This has been a great rescue year, but also a very sorrow filled year. Over 135 cats have come through the rescue so far this year. Many of those were TNR (trap/neuter/return) ferals so were only around for a few days each, many were ferals that were in danger and needed to be relocated to barn homes, and there were many others that were adoptables. And a few that may be long-term residents of the adoption program ("lifers") because so many people want the perfect cat. The one that runs to you and sits on your lap from minute one; unfortunately those people miss out on some of the most wonderful cats because some of those very special cats are the ones that will take a little longer than typical to acclimate to their new environment and come out of their shell. But when they do, they will give those humans so much love.
This year has also been full of tears as we've lost four cats this year. Over the course of this year, four cats had to be put to sleep because of health issues that were untreatable or so severe the cats had no quality of life. The first cat we lost this year was Cammie, sibling or other relative to Butterscotch featured in the last post. Cammie was 6 months old and still looked like she was 2 months old. She saw several doctors and had multiple tests done and the prognosis was not good and it was unfair to her to let her continue to suffer.
Next was Harry, Harry Winston - my diamond in the rough. Harry was feral but was so badly injured that his legs were completely bandaged and he allowed me to feed him and clean his wounds. He would not have gone back to his colony, he would have stayed with me but he passed away one evening on our way to the vet.
Third was Orange Fluff. A feral that needed a barn home but then became sick. She had glaucoma secondary to some unknown disease. But this was horrific, I've never seen anything quite so bad. She allowed me to give her oral meds twice daily without problem. That should have been a sign that she was seriously ill. I mean she was feral - very feral, but she allowed me to give her oral medication and put ointment in her eyes with no problem? She got worse and it was time to let her go. She was suffering and not letting her go is not rescue - it would have been cruelty. She wasn't with me long, but she still took a piece of my heart when she left.
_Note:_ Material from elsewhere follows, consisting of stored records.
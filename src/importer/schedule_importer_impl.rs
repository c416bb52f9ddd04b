// ==========================================
// 排班导入系统 - 排班导入器实现
// ==========================================
// 职责: 整合导入流程，从原始数据到导入报告
// 流程: 获取 → 行解析 → 逐行校验 → 汇总
// 说明: 获取原始文本后全部同步执行，不再挂起
// ==========================================

use crate::domain::import::ImportReport;
use crate::importer::error::ImportResult;
use crate::importer::import_aggregator::ImportAggregator;
use crate::importer::line_parser::LineParser;
use crate::importer::schedule_importer_trait::{DemoRecordSource, PayloadSource, ScheduleImporter};
use chrono::Utc;
use std::path::Path;
use tracing::{error, info, instrument};
use uuid::Uuid;

// ==========================================
// ScheduleImporterImpl - 排班导入器实现
// ==========================================
pub struct ScheduleImporterImpl<S>
where
    S: PayloadSource,
{
    // 原始数据获取（外部协作方）
    payload_source: S,

    // 导入组件
    line_parser: LineParser,
    aggregator: ImportAggregator,
    demo_source: Box<dyn DemoRecordSource>,
}

impl<S> ScheduleImporterImpl<S>
where
    S: PayloadSource,
{
    /// 创建新的 ScheduleImporter 实例
    ///
    /// # 参数
    /// - payload_source: 原始数据获取
    /// - line_parser: 行解析器
    /// - aggregator: 导入汇总器（内含行校验器）
    /// - demo_source: 演示记录集
    pub fn new(
        payload_source: S,
        line_parser: LineParser,
        aggregator: ImportAggregator,
        demo_source: Box<dyn DemoRecordSource>,
    ) -> Self {
        Self {
            payload_source,
            line_parser,
            aggregator,
            demo_source,
        }
    }
}

#[async_trait::async_trait]
impl<S> ScheduleImporter for ScheduleImporterImpl<S>
where
    S: PayloadSource,
{
    fn import_from_text(&self, content: &str, source_name: &str) -> ImportReport {
        let rows = self.line_parser.parse(content);
        self.aggregator.aggregate(&rows, source_name, Utc::now())
    }

    #[instrument(skip(self, file_path))]
    async fn import_from_source<P: AsRef<Path> + Send>(
        &self,
        file_path: P,
    ) -> ImportResult<ImportReport> {
        let path = file_path.as_ref();
        info!(file = %path.display(), "开始导入排班数据");

        // === 步骤 1: 获取原始文本（唯一等待点）===
        let payload = self.payload_source.acquire(path).await.map_err(|e| {
            error!(file = %path.display(), error = %e, "原始数据获取失败");
            e
        })?;

        // === 步骤 2-4: 解析 → 校验 → 汇总 ===
        let report = self.import_from_text(&payload.content, &payload.source_name);

        info!(
            report_id = %report.id(),
            total = report.total_rows(),
            success = report.success_count(),
            failed = report.failure_count(),
            "排班数据导入完成"
        );
        Ok(report)
    }

    fn import_demo(&self) -> ImportResult<ImportReport> {
        let records = self.demo_source.demo_records();
        let report = ImportAggregator::from_trusted_records(
            format!("demo_{}", Uuid::new_v4()),
            &self.demo_source.source_name(),
            Utc::now(),
            records,
        )
        .map_err(|e| {
            error!(error = %e, "演示记录未通过校验");
            e
        })?;
        info!(report_id = %report.id(), records = report.success_count(), "演示数据同步完成");
        Ok(report)
    }

    async fn batch_import<P: AsRef<Path> + Send + Sync>(
        &self,
        file_paths: Vec<P>,
    ) -> Vec<Result<ImportReport, String>> {
        use futures::future::join_all;

        info!(count = file_paths.len(), "开始批量导入文件");

        let import_tasks = file_paths.into_iter().map(|path| {
            let path_str = path.as_ref().display().to_string();
            async move {
                self.import_from_source(path)
                    .await
                    .map_err(|e| format!("文件 {} 导入失败: {}", path_str, e))
            }
        });

        // 并发获取，各自独立汇总
        let results = join_all(import_tasks).await;

        info!(
            total = results.len(),
            success = results.iter().filter(|r| r.is_ok()).count(),
            failed = results.iter().filter(|r| r.is_err()).count(),
            "批量导入完成"
        );

        results
    }
}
The last cat was Layla. Oh my gosh, Layla. She captured my heart as they all do, but she took an extra little piece. Layla was a big girl. She was white with blue eyes (but not deaf) and had 8 toes on each front foot and toes on each back foot and several of the toes had double claws (26 toes but 30 claws total). She liked to be held like a baby and her tummy rubbed (all 20 pounds of her) and she could snuggle like nobody's business at bedtime. Layla was diagnosed with a rare nasal cancer - nasal oncocytoma - and chemo was not an option for this cancer. It was so bad when it was diagnosed that the tumor had grown up to behind her eye also. We treated Layla with pain meds and anti-inflammatories for a while but then she told me it was time. She was in pain and she needed me to let her go. It's like she gave me permission to have her put to sleep. It was so hard and it still is everything I think about her.
Several lives lost that might have been saved if they were rescued sooner. When I "lose" a cat, I sometimes feel as if I can't do this anymore. I can't continue because my heart is broken each time one crosses the rainbow bridge. Sometimes it's too much even with all the ones we've saved, the ones we lose devastate me.
But it is worth it. Because even if they were only with us a short time, we not only gave them food and medical care and a safe place to lay their head, but we gave them love and smiles and petting and brushing and human kindness - something a few of them had never known. That doesn't make it any easier but it makes me realize that I have to rescue - it's who I am.
I love them all. But this rescue year is dedicated to my Layla, my big beautiful girl.